Assemblies of God hard hit with coronavirus cases, employees improving
One of the organizations hit hardest by the Coronavirus locally is the Assemblies of God World Headquarters in Springfield.
Not only are they dealing with three local employees who have the Coronavirus, but the Assemblies operates in some 100 countries all around the world, so they are also dealing with some of their international missionaries who have it. They say it has been a season of prayer and renewed hope.
They have been hard hit from every direction, but leaders say they are confident in a much bigger plan.
"I don't know where my theology is on the End Times and this, but that Scripture that says this Gospel of the Kingdom shall be preached and then the end will come... meaning the catching away of his Church, we certainly saw the last two Sundays the possibility of everyone being able to hear the Gospel message," explained Assemblies of God leader Doug Clay.

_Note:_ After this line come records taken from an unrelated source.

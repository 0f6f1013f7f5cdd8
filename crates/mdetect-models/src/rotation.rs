//! Display rotation derived from the EXIF orientation tag.

use schemars::JsonSchema;
use serde::{Deserialize, Serialize};

/// Clockwise rotation to apply to stored pixels before display.
#[derive(Debug, Clone, Copy, PartialEq, Eq, Hash, Serialize, Deserialize, JsonSchema, Default)]
#[serde(rename_all = "snake_case")]
pub enum Rotation {
    #[default]
    None,
    Cw90,
    Cw180,
    Cw270,
}

impl Rotation {
    /// Map an EXIF orientation value.
    ///
    /// Only the pure rotations (3, 6, 8) are honored; mirrored orientations
    /// and unknown values leave the image as stored.
    pub fn from_exif(tag: u32) -> Self {
        match tag {
            3 => Rotation::Cw180,
            6 => Rotation::Cw90,
            8 => Rotation::Cw270,
            _ => Rotation::None,
        }
    }

    /// Map a clockwise angle in degrees; anything off a quarter turn is `None`.
    pub fn from_degrees(degrees: i32) -> Self {
        match degrees.rem_euclid(360) {
            90 => Rotation::Cw90,
            180 => Rotation::Cw180,
            270 => Rotation::Cw270,
            _ => Rotation::None,
        }
    }

    /// Whether width and height swap under this rotation.
    pub fn swaps_axes(&self) -> bool {
        matches!(self, Rotation::Cw90 | Rotation::Cw270)
    }

    /// Image size after rotation.
    pub fn rotated_size(&self, width: u32, height: u32) -> (u32, u32) {
        if self.swaps_axes() {
            (height, width)
        } else {
            (width, height)
        }
    }
}
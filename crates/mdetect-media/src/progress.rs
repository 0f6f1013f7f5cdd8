//! FFmpeg progress reporting.

use serde::{Deserialize, Serialize};

/// Progress snapshot parsed from FFmpeg's `-progress pipe:2` output.
#[derive(Debug, Clone, Default, Serialize, Deserialize)]
pub struct FfmpegProgress {
    /// Frames written so far
    pub frame: u64,
    /// Current encoding FPS
    pub fps: f64,
    /// Output time in milliseconds
    pub out_time_ms: i64,
    /// Output time as `HH:MM:SS.micro`
    pub out_time: String,
    /// Speed relative to realtime
    pub speed: f64,
    /// Set once FFmpeg reports `progress=end`
    pub is_complete: bool,
}

impl FfmpegProgress {
    /// Progress percentage given the total media duration in milliseconds.
    pub fn percentage(&self, total_duration_ms: i64) -> f64 {
        if total_duration_ms <= 0 {
            return if self.is_complete { 100.0 } else { 0.0 };
        }
        ((self.out_time_ms as f64 / total_duration_ms as f64) * 100.0).min(100.0)
    }
}
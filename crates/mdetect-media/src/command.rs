//! FFmpeg command builder and runner.

use std::collections::VecDeque;
use std::path::{Path, PathBuf};
use std::process::Stdio;
use std::sync::{Arc, Mutex};
use tokio::io::{AsyncBufReadExt, BufReader};
use tokio::process::{Child, Command};
use tracing::{debug, warn};

use crate::error::{MediaError, MediaResult};
use crate::progress::FfmpegProgress;

/// Number of diagnostic stderr lines kept for error reports.
pub(crate) const STDERR_TAIL_LINES: usize = 20;

/// Builder for FFmpeg commands.
#[derive(Debug, Clone)]
pub struct FfmpegCommand {
    /// Input file path (`-` for stdin)
    input: PathBuf,
    /// Output file path (`-` for stdout)
    output: PathBuf,
    /// Input arguments (before -i)
    input_args: Vec<String>,
    /// Output arguments (after -i)
    output_args: Vec<String>,
    /// Whether to overwrite output
    overwrite: bool,
    /// Whether to emit `-progress pipe:2`
    progress: bool,
}

impl FfmpegCommand {
    /// Create a new FFmpeg command.
    pub fn new(input: impl AsRef<Path>, output: impl AsRef<Path>) -> Self {
        Self {
            input: input.as_ref().to_path_buf(),
            output: output.as_ref().to_path_buf(),
            input_args: Vec::new(),
            output_args: Vec::new(),
            overwrite: true,
            progress: true,
        }
    }

    /// Add multiple input arguments.
    pub fn input_args<I, S>(mut self, args: I) -> Self
    where
        I: IntoIterator<Item = S>,
        S: Into<String>,
    {
        self.input_args.extend(args.into_iter().map(Into::into));
        self
    }

    /// Add output arguments (after -i).
    pub fn output_arg(mut self, arg: impl Into<String>) -> Self {
        self.output_args.push(arg.into());
        self
    }

    /// Add multiple output arguments.
    pub fn output_args<I, S>(mut self, args: I) -> Self
    where
        I: IntoIterator<Item = S>,
        S: Into<String>,
    {
        self.output_args.extend(args.into_iter().map(Into::into));
        self
    }

    /// Read packed RGB24 frames of the given geometry from the input.
    pub fn raw_rgb_input(self, width: u32, height: u32, fps: f64) -> Self {
        self.input_args([
            "-f".to_string(),
            "rawvideo".to_string(),
            "-pix_fmt".to_string(),
            "rgb24".to_string(),
            "-s".to_string(),
            format!("{}x{}", width, height),
            "-r".to_string(),
            format_fps(fps),
        ])
    }

    /// Write packed RGB24 frames to the output.
    pub fn raw_rgb_output(self) -> Self {
        self.output_args(["-f", "rawvideo", "-pix_fmt", "rgb24"])
    }

    /// Set video codec.
    pub fn video_codec(self, codec: impl Into<String>) -> Self {
        self.output_arg("-c:v").output_arg(codec)
    }

    /// Set the codec tag (FourCC) written to the container.
    pub fn video_tag(self, tag: impl Into<String>) -> Self {
        self.output_arg("-tag:v").output_arg(tag)
    }

    /// Set output pixel format.
    pub fn pixel_format(self, fmt: impl Into<String>) -> Self {
        self.output_arg("-pix_fmt").output_arg(fmt)
    }

    /// Set preset.
    pub fn preset(self, preset: impl Into<String>) -> Self {
        self.output_arg("-preset").output_arg(preset)
    }

    /// Drop audio streams.
    pub fn no_audio(self) -> Self {
        self.output_arg("-an")
    }

    /// Disable `-progress pipe:2`.
    pub fn without_progress(mut self) -> Self {
        self.progress = false;
        self
    }

    /// Output path.
    pub fn output(&self) -> &Path {
        &self.output
    }

    /// Build the command arguments.
    pub fn build_args(&self) -> Vec<String> {
        let mut args = Vec::new();

        if self.overwrite {
            args.push("-y".to_string());
        }

        args.push("-v".to_string());
        args.push("error".to_string());

        if self.progress {
            args.push("-progress".to_string());
            args.push("pipe:2".to_string());
        }

        args.extend(self.input_args.clone());

        args.push("-i".to_string());
        args.push(self.input.to_string_lossy().to_string());

        args.extend(self.output_args.clone());

        args.push(self.output.to_string_lossy().to_string());

        args
    }

    /// Build a blocking `std::process::Command` for piped frame I/O.
    pub fn to_std_command(&self) -> std::process::Command {
        let mut cmd = std::process::Command::new("ffmpeg");
        cmd.args(self.build_args());
        cmd
    }
}

fn format_fps(fps: f64) -> String {
    if (fps - fps.round()).abs() < 1e-9 {
        format!("{}", fps.round() as i64)
    } else {
        format!("{:.3}", fps)
    }
}

/// Runner for FFmpeg commands with progress tracking and a timeout.
pub struct FfmpegRunner {
    /// Timeout in seconds
    timeout_secs: Option<u64>,
}

impl Default for FfmpegRunner {
    fn default() -> Self {
        Self::new()
    }
}

impl FfmpegRunner {
    /// Create a new runner.
    pub fn new() -> Self {
        Self { timeout_secs: None }
    }

    /// Set timeout.
    pub fn with_timeout(mut self, secs: u64) -> Self {
        self.timeout_secs = Some(secs);
        self
    }

    /// Run an FFmpeg command.
    pub async fn run(&self, cmd: &FfmpegCommand) -> MediaResult<()> {
        self.run_with_progress(cmd, |_| {}).await
    }

    /// Run an FFmpeg command with progress callback.
    ///
    /// Diagnostic stderr lines are kept and attached to the error on failure.
    pub async fn run_with_progress<F>(&self, cmd: &FfmpegCommand, progress_callback: F) -> MediaResult<()>
    where
        F: Fn(FfmpegProgress) + Send + 'static,
    {
        check_ffmpeg()?;

        let args = cmd.build_args();
        debug!("Running FFmpeg: ffmpeg {}", args.join(" "));

        let mut child = Command::new("ffmpeg")
            .args(&args)
            .stdin(Stdio::null())
            .stdout(Stdio::null())
            .stderr(Stdio::piped())
            .kill_on_drop(true)
            .spawn()?;

        let stderr = child
            .stderr
            .take()
            .ok_or_else(|| MediaError::internal("FFmpeg stderr not captured"))?;
        let mut reader = BufReader::new(stderr).lines();

        let tail: Arc<Mutex<VecDeque<String>>> = Arc::new(Mutex::new(VecDeque::new()));
        let tail_writer = Arc::clone(&tail);

        let progress_handle = tokio::spawn(async move {
            let mut current_progress = FfmpegProgress::default();

            while let Ok(Some(line)) = reader.next_line().await {
                if is_progress_line(&line) {
                    if let Some(progress) = parse_progress_line(&line, &mut current_progress) {
                        progress_callback(progress);
                    }
                } else if let Ok(mut tail) = tail_writer.lock() {
                    if tail.len() == STDERR_TAIL_LINES {
                        tail.pop_front();
                    }
                    tail.push_back(line);
                }
            }
        });

        let result = self.wait_for_completion(&mut child).await;

        let _ = progress_handle.await;

        result.map_err(|err| match err {
            MediaError::FfmpegFailed {
                message, exit_code, ..
            } => {
                let stderr = tail
                    .lock()
                    .map(|t| t.iter().cloned().collect::<Vec<_>>().join("\n"))
                    .ok()
                    .filter(|s| !s.is_empty());
                if let Some(ref stderr) = stderr {
                    warn!(exit_code = ?exit_code, stderr = %stderr, "FFmpeg failed");
                }
                MediaError::ffmpeg_failed(message, stderr, exit_code)
            }
            other => other,
        })
    }

    /// Wait for the child process, killing it on timeout.
    async fn wait_for_completion(&self, child: &mut Child) -> MediaResult<()> {
        let timeout = self
            .timeout_secs
            .map(std::time::Duration::from_secs)
            .unwrap_or(std::time::Duration::MAX);

        let status = match tokio::time::timeout(timeout, child.wait()).await {
            Ok(status) => status?,
            Err(_) => {
                let secs = self.timeout_secs.unwrap_or_default();
                warn!("FFmpeg timed out after {} seconds, killing process", secs);
                let _ = child.kill().await;
                return Err(MediaError::Timeout(secs));
            }
        };

        if status.success() {
            Ok(())
        } else {
            Err(MediaError::ffmpeg_failed(
                "FFmpeg exited with non-zero status",
                None,
                status.code(),
            ))
        }
    }
}

fn is_progress_line(line: &str) -> bool {
    match line.trim().split_once('=') {
        Some((key, _)) => !key.is_empty() && !key.contains(char::is_whitespace),
        None => false,
    }
}

/// Parse a progress line from FFmpeg's -progress output.
fn parse_progress_line(line: &str, current: &mut FfmpegProgress) -> Option<FfmpegProgress> {
    let line = line.trim();

    if let Some((key, value)) = line.split_once('=') {
        match key {
            "out_time_ms" | "out_time_us" => {
                // Both keys carry microseconds in current FFmpeg releases
                if let Ok(us) = value.parse::<i64>() {
                    current.out_time_ms = us / 1000;
                }
            }
            "out_time" => {
                current.out_time = value.to_string();
            }
            "frame" => {
                if let Ok(frame) = value.parse() {
                    current.frame = frame;
                }
            }
            "fps" => {
                if let Ok(fps) = value.parse() {
                    current.fps = fps;
                }
            }
            "speed" => {
                if let Some(speed) = value.strip_suffix('x').and_then(|s| s.trim().parse().ok()) {
                    current.speed = speed;
                }
            }
            "progress" => {
                if value == "end" {
                    current.is_complete = true;
                }
                return Some(current.clone());
            }
            _ => {}
        }
    }

    None
}

/// Check if FFmpeg is available.
pub fn check_ffmpeg() -> MediaResult<PathBuf> {
    which::which("ffmpeg").map_err(|_| MediaError::FfmpegNotFound)
}

/// Check if FFprobe is available.
pub fn check_ffprobe() -> MediaResult<PathBuf> {
    which::which("ffprobe").map_err(|_| MediaError::FfprobeNotFound)
}

#[cfg(test)]
mod tests {
    use super::*;

    #[test]
    fn test_command_builder() {
        let cmd = FfmpegCommand::new("input.mp4", "index.m3u8")
            .video_codec("libx264")
            .preset("veryfast")
            .no_audio();

        let args = cmd.build_args();
        assert_eq!(args[0], "-y");
        assert!(args.contains(&"-progress".to_string()));
        assert!(args.contains(&"libx264".to_string()));
        assert!(args.contains(&"-an".to_string()));
        assert_eq!(args.last().map(String::as_str), Some("index.m3u8"));
    }

    #[test]
    fn test_raw_rgb_input_precedes_stdin() {
        let args = FfmpegCommand::new("-", "out.mp4")
            .raw_rgb_input(640, 480, 30.0)
            .video_codec("mpeg4")
            .video_tag("mp4v")
            .without_progress()
            .build_args();

        let size_pos = args.iter().position(|a| a == "640x480").unwrap();
        let input_pos = args.iter().position(|a| a == "-i").unwrap();
        assert!(size_pos < input_pos);
        assert_eq!(args[input_pos + 1], "-");
        assert!(args.contains(&"30".to_string()));
        assert!(args.contains(&"mp4v".to_string()));
        assert!(!args.contains(&"-progress".to_string()));
    }

    #[test]
    fn test_format_fps() {
        assert_eq!(format_fps(30.0), "30");
        assert_eq!(format_fps(29.97), "29.970");
    }

    #[test]
    fn test_progress_parsing() {
        let mut progress = FfmpegProgress::default();

        parse_progress_line("out_time_us=5000000", &mut progress);
        assert_eq!(progress.out_time_ms, 5000);

        parse_progress_line("frame=42", &mut progress);
        assert_eq!(progress.frame, 42);

        parse_progress_line("speed=1.5x", &mut progress);
        assert!((progress.speed - 1.5).abs() < 0.01);

        parse_progress_line("speed=N/A", &mut progress);
        assert!((progress.speed - 1.5).abs() < 0.01);

        let result = parse_progress_line("progress=end", &mut progress);
        assert!(result.is_some());
        assert!(progress.is_complete);
    }

    #[test]
    fn test_is_progress_line() {
        assert!(is_progress_line("frame=10"));
        assert!(is_progress_line("progress=continue"));
        assert!(!is_progress_line("[hls @ 0x55] Opening 'segment_000.ts' for writing"));
        assert!(!is_progress_line("Error while opening encoder for output stream #0:0 - maybe incorrect parameters such as bit_rate=1"));
    }
}
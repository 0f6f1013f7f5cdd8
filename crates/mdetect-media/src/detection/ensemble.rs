//! Detector ensembles and the per-frame detection runner.

use std::fmt;
use std::str::FromStr;
use std::sync::Arc;

use image::RgbImage;
use mdetect_models::FrameResult;
use serde::{Deserialize, Serialize};
use tracing::warn;

use super::{Detector, DetectorCache, ModelManifest};
use crate::error::{MediaError, MediaResult};
use crate::metrics;

/// What the video pipeline does when a detector fails on a frame.
#[derive(Debug, Clone, Copy, PartialEq, Eq, Serialize, Deserialize, Default)]
#[serde(rename_all = "snake_case")]
pub enum FailurePolicy {
    /// Drop the whole frame from the output.
    #[default]
    DropFrame,
    /// Keep the frame; the failing detector contributes nothing.
    SkipDetector,
}

impl FromStr for FailurePolicy {
    type Err = String;

    fn from_str(s: &str) -> Result<Self, Self::Err> {
        match s.trim().to_ascii_lowercase().as_str() {
            "drop_frame" | "drop-frame" => Ok(Self::DropFrame),
            "skip_detector" | "skip-detector" => Ok(Self::SkipDetector),
            other => Err(format!("Unknown failure policy: {}", other)),
        }
    }
}

impl fmt::Display for FailurePolicy {
    fn fmt(&self, f: &mut fmt::Formatter<'_>) -> fmt::Result {
        match self {
            Self::DropFrame => write!(f, "drop_frame"),
            Self::SkipDetector => write!(f, "skip_detector"),
        }
    }
}

/// A detector paired with its confidence threshold.
#[derive(Clone)]
pub struct EnsembleMember {
    pub detector: Arc<dyn Detector>,
    pub confidence_threshold: f32,
}

/// Outcome of a fault-isolated run.
#[derive(Debug, Clone, Default)]
pub struct IsolatedRun {
    pub result: FrameResult,
    /// Number of detectors that failed on this frame
    pub failures: usize,
}

/// Ordered set of detectors applied jointly to the same input.
#[derive(Clone, Default)]
pub struct Ensemble {
    members: Vec<EnsembleMember>,
}

impl Ensemble {
    pub fn new(members: Vec<EnsembleMember>) -> Self {
        Self { members }
    }

    /// Pair `thresholds[i]` with the i-th manifest model.
    ///
    /// Counts must match and every threshold must lie in [0, 1]. Any model
    /// that fails to load fails the whole ensemble.
    pub fn load(
        manifest: &ModelManifest,
        thresholds: &[f32],
        cache: &DetectorCache,
    ) -> MediaResult<Self> {
        if thresholds.len() != manifest.len() {
            return Err(MediaError::ThresholdMismatch {
                models: manifest.len(),
                thresholds: thresholds.len(),
            });
        }

        if let Some(bad) = thresholds.iter().find(|t| !(0.0..=1.0).contains(*t)) {
            return Err(MediaError::InvalidThreshold(*bad));
        }

        let members = manifest
            .models()
            .iter()
            .zip(thresholds)
            .map(|(spec, &confidence_threshold)| {
                Ok(EnsembleMember {
                    detector: cache.get_or_load(&spec.path)?,
                    confidence_threshold,
                })
            })
            .collect::<MediaResult<Vec<_>>>()?;

        Ok(Self { members })
    }

    /// Use the same threshold for every model.
    pub fn uniform(manifest: &ModelManifest, threshold: f32, cache: &DetectorCache) -> MediaResult<Self> {
        Self::load(manifest, &vec![threshold; manifest.len()], cache)
    }

    /// Use each model's manifest threshold.
    pub fn from_manifest_defaults(manifest: &ModelManifest, cache: &DetectorCache) -> MediaResult<Self> {
        Self::load(manifest, &manifest.default_thresholds(), cache)
    }

    /// Run every detector in order and concatenate their detections.
    ///
    /// The first detector error aborts the frame.
    pub fn run(&self, image: &RgbImage) -> MediaResult<FrameResult> {
        let mut result = FrameResult::new();
        for member in &self.members {
            let detections = member
                .detector
                .detect(image, member.confidence_threshold)
                .map_err(|e| {
                    metrics::record_detector_failure(member.detector.name());
                    e
                })?;
            result.extend(detections);
        }
        Ok(result)
    }

    /// Run every detector; a failing detector contributes nothing and the
    /// rest still run.
    pub fn run_isolated(&self, image: &RgbImage) -> IsolatedRun {
        let mut run = IsolatedRun::default();
        for member in &self.members {
            match member.detector.detect(image, member.confidence_threshold) {
                Ok(detections) => run.result.extend(detections),
                Err(e) => {
                    warn!(model = %member.detector.name(), error = %e, "Detector failed, skipping its output");
                    metrics::record_detector_failure(member.detector.name());
                    run.failures += 1;
                }
            }
        }
        run
    }

    pub fn members(&self) -> &[EnsembleMember] {
        &self.members
    }

    pub fn len(&self) -> usize {
        self.members.len()
    }

    pub fn is_empty(&self) -> bool {
        self.members.is_empty()
    }
}

#[cfg(test)]
pub(crate) mod tests {
    use super::*;
    use crate::detection::DetectorLoader;
    use mdetect_models::{BoundingBox, Detection, ModelSpec};
    use std::path::Path;

    /// Reports one detection per score at or above the threshold.
    pub(crate) struct ScoredDetector {
        pub name: String,
        pub scores: Vec<f32>,
    }

    impl Detector for ScoredDetector {
        fn name(&self) -> &str {
            &self.name
        }

        fn detect(&self, _image: &RgbImage, threshold: f32) -> MediaResult<Vec<Detection>> {
            Ok(self
                .scores
                .iter()
                .filter(|s| **s >= threshold)
                .enumerate()
                .map(|(i, s)| {
                    let x = i as f32 * 4.0;
                    Detection::new(BoundingBox::new(x, 0.0, x + 2.0, 2.0), i, &self.name, *s)
                })
                .collect())
        }
    }

    pub(crate) struct FailingDetector;

    impl Detector for FailingDetector {
        fn name(&self) -> &str {
            "broken"
        }

        fn detect(&self, _image: &RgbImage, _threshold: f32) -> MediaResult<Vec<Detection>> {
            Err(MediaError::detection_failed("inference exploded"))
        }
    }

    pub(crate) fn member(detector: impl Detector + 'static, threshold: f32) -> EnsembleMember {
        EnsembleMember {
            detector: Arc::new(detector),
            confidence_threshold: threshold,
        }
    }

    fn scored(name: &str, scores: &[f32]) -> ScoredDetector {
        ScoredDetector {
            name: name.to_string(),
            scores: scores.to_vec(),
        }
    }

    /// Builds scored detectors from file names; `broken*` files fail to load.
    struct StubLoader;

    impl DetectorLoader for StubLoader {
        fn load(&self, path: &Path) -> MediaResult<Arc<dyn Detector>> {
            let name = path.file_stem().unwrap().to_string_lossy().to_string();
            if name.starts_with("broken") {
                return Err(MediaError::internal("corrupt weights"));
            }
            Ok(Arc::new(scored(&name, &[0.9, 0.6, 0.3])))
        }
    }

    fn manifest_in(dir: &Path, names: &[&str]) -> ModelManifest {
        ModelManifest::new(
            names
                .iter()
                .map(|n| {
                    let path = dir.join(format!("{}.onnx", n));
                    std::fs::write(&path, b"weights").unwrap();
                    ModelSpec::from_path(path)
                })
                .collect(),
        )
    }

    #[test]
    fn test_output_is_sum_of_member_counts() {
        let image = RgbImage::new(8, 8);
        let cases: Vec<(Vec<Vec<f32>>, Vec<f32>)> = vec![
            (vec![vec![0.9, 0.2]], vec![0.5]),
            (vec![vec![0.9, 0.6, 0.3], vec![0.4, 0.45]], vec![0.5, 0.4]),
            (vec![vec![0.1], vec![0.99, 0.98], vec![0.7, 0.7, 0.7]], vec![0.0, 0.5, 0.8]),
        ];

        for (scores, thresholds) in cases {
            let expected: usize = scores
                .iter()
                .zip(&thresholds)
                .map(|(s, t)| s.iter().filter(|v| *v >= t).count())
                .sum();

            let ensemble = Ensemble::new(
                scores
                    .iter()
                    .zip(&thresholds)
                    .enumerate()
                    .map(|(i, (s, t))| member(scored(&format!("m{}", i), s), *t))
                    .collect(),
            );

            let result = ensemble.run(&image).unwrap();
            assert_eq!(result.len(), expected);
        }
    }

    #[test]
    fn test_run_preserves_ensemble_order() {
        let ensemble = Ensemble::new(vec![
            member(scored("megafauna", &[0.9]), 0.5),
            member(scored("fish", &[0.9, 0.8]), 0.5),
        ]);
        let result = ensemble.run(&RgbImage::new(8, 8)).unwrap();
        let labels: Vec<_> = result.iter().map(|d| d.label.as_str()).collect();
        assert_eq!(labels, vec!["megafauna", "fish", "fish"]);
    }

    #[test]
    fn test_empty_ensemble_yields_empty_result() {
        let ensemble = Ensemble::default();
        assert!(ensemble.run(&RgbImage::new(4, 4)).unwrap().is_empty());
        assert!(ensemble.run_isolated(&RgbImage::new(4, 4)).result.is_empty());
    }

    #[test]
    fn test_run_fails_fast() {
        let ensemble = Ensemble::new(vec![
            member(scored("a", &[0.9]), 0.5),
            member(FailingDetector, 0.5),
        ]);
        assert!(ensemble.run(&RgbImage::new(4, 4)).is_err());
    }

    #[test]
    fn test_run_isolated_skips_only_failing_detector() {
        let ensemble = Ensemble::new(vec![
            member(scored("a", &[0.9]), 0.5),
            member(FailingDetector, 0.5),
            member(scored("b", &[0.9, 0.7]), 0.5),
        ]);
        let run = ensemble.run_isolated(&RgbImage::new(4, 4));
        assert_eq!(run.failures, 1);
        assert_eq!(run.result.len(), 3);
    }

    #[test]
    fn test_load_pairs_thresholds_by_position() {
        let dir = tempfile::tempdir().unwrap();
        let manifest = manifest_in(dir.path(), &["a", "b"]);
        let cache = DetectorCache::new(Arc::new(StubLoader));

        let ensemble = Ensemble::load(&manifest, &[0.5, 0.95], &cache).unwrap();
        assert_eq!(ensemble.len(), 2);
        assert_eq!(ensemble.members()[0].detector.name(), "a");
        assert!((ensemble.members()[1].confidence_threshold - 0.95).abs() < f32::EPSILON);

        // a: 0.9, 0.6 pass 0.5; b: nothing passes 0.95
        assert_eq!(ensemble.run(&RgbImage::new(4, 4)).unwrap().len(), 2);
    }

    #[test]
    fn test_load_threshold_mismatch() {
        let dir = tempfile::tempdir().unwrap();
        let manifest = manifest_in(dir.path(), &["a", "b", "c"]);
        let cache = DetectorCache::new(Arc::new(StubLoader));

        let err = Ensemble::load(&manifest, &[0.5, 0.5], &cache).err().unwrap();
        assert!(matches!(err, MediaError::ThresholdMismatch { models: 3, thresholds: 2 }));
        assert!(err.is_client_error());
    }

    #[test]
    fn test_load_rejects_out_of_range_threshold() {
        let dir = tempfile::tempdir().unwrap();
        let manifest = manifest_in(dir.path(), &["a"]);
        let cache = DetectorCache::new(Arc::new(StubLoader));

        assert!(matches!(
            Ensemble::load(&manifest, &[1.2], &cache),
            Err(MediaError::InvalidThreshold(_))
        ));
        assert!(Ensemble::load(&manifest, &[f32::NAN], &cache).is_err());
    }

    #[test]
    fn test_one_bad_model_fails_whole_load() {
        let dir = tempfile::tempdir().unwrap();
        let manifest = manifest_in(dir.path(), &["a", "broken"]);
        let cache = DetectorCache::new(Arc::new(StubLoader));

        assert!(Ensemble::uniform(&manifest, 0.5, &cache).is_err());
    }

    #[test]
    fn test_empty_manifest_loads_empty_ensemble() {
        let cache = DetectorCache::new(Arc::new(StubLoader));
        let ensemble = Ensemble::load(&ModelManifest::default(), &[], &cache).unwrap();
        assert!(ensemble.is_empty());
    }

    #[test]
    fn test_failure_policy_parse() {
        assert_eq!("drop_frame".parse::<FailurePolicy>().unwrap(), FailurePolicy::DropFrame);
        assert_eq!("Skip-Detector".parse::<FailurePolicy>().unwrap(), FailurePolicy::SkipDetector);
        assert!("retry".parse::<FailurePolicy>().is_err());
        assert_eq!(FailurePolicy::default().to_string(), "drop_frame");
    }
}
//! Axum API server binary.

use std::net::SocketAddr;

use tracing::{error, info, warn};
use tracing_subscriber::{fmt, prelude::*, EnvFilter};

use mdetect_api::{create_router, metrics, AppConfig, AppState};

#[tokio::main]
async fn main() {
    // Load environment variables
    dotenvy::dotenv().ok();

    // Colored output for dev, JSON for production
    let use_json = std::env::var("LOG_FORMAT")
        .map(|v| v.to_lowercase() == "json")
        .unwrap_or(false);

    let mut env_filter = EnvFilter::from_default_env();
    if let Ok(directive) = "mdetect=info".parse() {
        env_filter = env_filter.add_directive(directive);
    }

    if use_json {
        tracing_subscriber::registry()
            .with(fmt::layer().json())
            .with(env_filter)
            .init();
    } else {
        tracing_subscriber::registry()
            .with(
                fmt::layer()
                    .with_ansi(true)
                    .with_target(true)
                    .with_thread_ids(false)
                    .with_file(false)
                    .with_line_number(false),
            )
            .with(env_filter)
            .init();
    }

    info!("Starting mdetect-api");

    let config = AppConfig::from_env();
    info!(
        "API config: host={}, port={}, policy={}",
        config.host, config.port, config.frame_failure_policy
    );

    let state = match AppState::new(config.clone()) {
        Ok(s) => s,
        Err(e) => {
            error!("Failed to create application state: {}", e);
            std::process::exit(1);
        }
    };

    let metrics_handle = if config.metrics_enabled {
        match metrics::init_metrics() {
            Ok(handle) => {
                info!("Prometheus metrics enabled at /metrics");
                Some(handle)
            }
            Err(e) => {
                warn!("Failed to install Prometheus recorder: {}", e);
                None
            }
        }
    } else {
        None
    };

    // Start artifact janitor background task
    let janitor = state.janitor();
    tokio::spawn(async move {
        janitor.run().await;
    });

    let app = create_router(state, metrics_handle);

    let addr: SocketAddr = match format!("{}:{}", config.host, config.port).parse() {
        Ok(addr) => addr,
        Err(e) => {
            error!("Invalid bind address {}:{}: {}", config.host, config.port, e);
            std::process::exit(1);
        }
    };

    let listener = match tokio::net::TcpListener::bind(addr).await {
        Ok(listener) => listener,
        Err(e) => {
            error!("Failed to bind {}: {}", addr, e);
            std::process::exit(1);
        }
    };

    info!("Listening on {}", addr);

    if let Err(e) = axum::serve(listener, app.into_make_service_with_connect_info::<SocketAddr>())
        .with_graceful_shutdown(shutdown_signal())
        .await
    {
        error!("Server error: {}", e);
    }

    info!("Server shutdown complete");
}

async fn shutdown_signal() {
    if let Err(e) = tokio::signal::ctrl_c().await {
        error!("Failed to listen for shutdown signal: {}", e);
        std::future::pending::<()>().await;
    }
    info!("Received shutdown signal");
}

Churches across the globe streamed services online the last two Sundays, to all nations.
Clay never dreamed of so many people close to him would face something like this. Three of his employees are suffering from the virus, and four locally based missionaries, or their spouses, are afflicted.
"Greg Mundis is still in intensive care. Good news this morning is that his kidneys are waking up and responding well. It is still laborious with his breathing so a ventilator is helping with his respiration. Our number one prayer for Greg is strength in his lungs and that he'd be able to breathe without support," Clay said. "Our other missionary friend Ron Maddux, I received a text from him this morning. He is in good spirits, he is still physically weak. His oxygen levels are weak. He is not on any kind of ventilator but oxygen support. Another individual who is in the hospital is Thomas Carpenter. We are continuing to pray for him as he is on ventilator. We are not out of the woods, but all three have a lot of people who are praying for them and believing for their full recovery."
Mundis made national news last week after showing improvement with a drug used mainly for malaria. His son, who is a doctor, is still hopeful for a recovery.
"Twenty-four hours after he was on it, he really turned the corner."
"We are praying for a pandemic of hope to go viral as we call out to God for blessing and a canopy of healing to blanket our country," Clay said. "Instead of attributing this as some attack of the enemy, I see this as a continuation of the fulfillment of God's plan of catching away his Church. This last week I thought about how large and how broad and how wide the Gospel message got preached online everywhere, in addition to the birth pains that the Bible talks about-- we will see an increasing measure before the coming of the Lord. I was also reminded that this Gospel was literally able to be transmitted to the ends of the earth and it all points to a loving God who plans to come and receive his Church from this earth."
The last time the Assemblies of God was closed, along with all other churches in Springfield was back in 1918 for the Spanish Influenza.